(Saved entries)
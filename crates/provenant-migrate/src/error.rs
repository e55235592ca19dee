//! Error types for migration

use thiserror::Error;

/// Errors that abort a document migration
///
/// Per-item failures are not errors; they are collected in the
/// [`crate::MigrationReport`].
#[derive(Error, Debug)]
pub enum MigrationError {
    /// The document node or its self-provenance could not be written
    #[error("Document migration failed for source {source_id}: {reason}")]
    Document {
        /// Legacy source id
        source_id: String,
        /// Underlying failure
        reason: String,
    },

    /// Legacy export could not be parsed
    #[error("JSON parse error: {0}")]
    JsonParse(String),

    /// Configuration error
    #[error("Configuration error: {0}")]
    Config(#[from] ConfigError),
}

/// Migration configuration error
#[derive(Error, Debug)]
pub enum ConfigError {
    /// Failed to read config file
    #[error("Failed to read config file: {0}")]
    FileRead(#[from] std::io::Error),

    /// Failed to parse TOML
    #[error("Failed to parse config TOML: {0}")]
    TomlParse(#[from] toml::de::Error),

    /// A field holds an unusable value
    #[error("Invalid configuration value for {field}: {reason}")]
    Invalid {
        /// Field name
        field: &'static str,
        /// What is wrong with it
        reason: String,
    },
}

impl From<serde_json::Error> for MigrationError {
    fn from(e: serde_json::Error) -> Self {
        MigrationError::JsonParse(e.to_string())
    }
}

■ Your assignment:
The required result is a verbatim copy of all the entries.

■ Written response:
filename crates/provenant-migrate/src/error.rs
repository e55235592ca19dee
//! Error types for migration

use thiserror::Error;

/// Errors that abort a document migration
///
/// Per-item failures are not errors; they are collected in the
/// [`crate::MigrationReport`].
#[derive(Error, Debug)]
pub enum MigrationError {
    /// The document node or its self-provenance could not be written
    #[error("Document migration failed for source {source_id}: {reason}")]
    Document {
        /// Legacy source id
        source_id: String,
        /// Underlying failure
        reason: String,
    },

    /// Legacy export could not be parsed
    #[error("JSON parse error: {0}")]
    JsonParse(String),

    /// Configuration error
    #[error("Configuration error: {0}")]
    Config(#[from] ConfigError),
}

/// Migration configuration error
#[derive(Error, Debug)]
pub enum ConfigError {
    /// Failed to read config file
    #[error("Failed to read config file: {0}")]
    FileRead(#[from] std::io::Error),

    /// Failed to parse TOML
    #[error("Failed to parse config TOML: {0}")]
    TomlParse(#[from] toml::de::Error),

    /// A field holds an unusable value
    #[error("Invalid configuration value for {field}: {reason}")]
    Invalid {
        /// Field name
        field: &'static str,
        /// What is wrong with it
        reason: String,
    },
}

impl From<serde_json::Error> for MigrationError {
    fn from(e: serde_json::Error) -> Self {
        MigrationError::JsonParse(e.to_string())
    }
}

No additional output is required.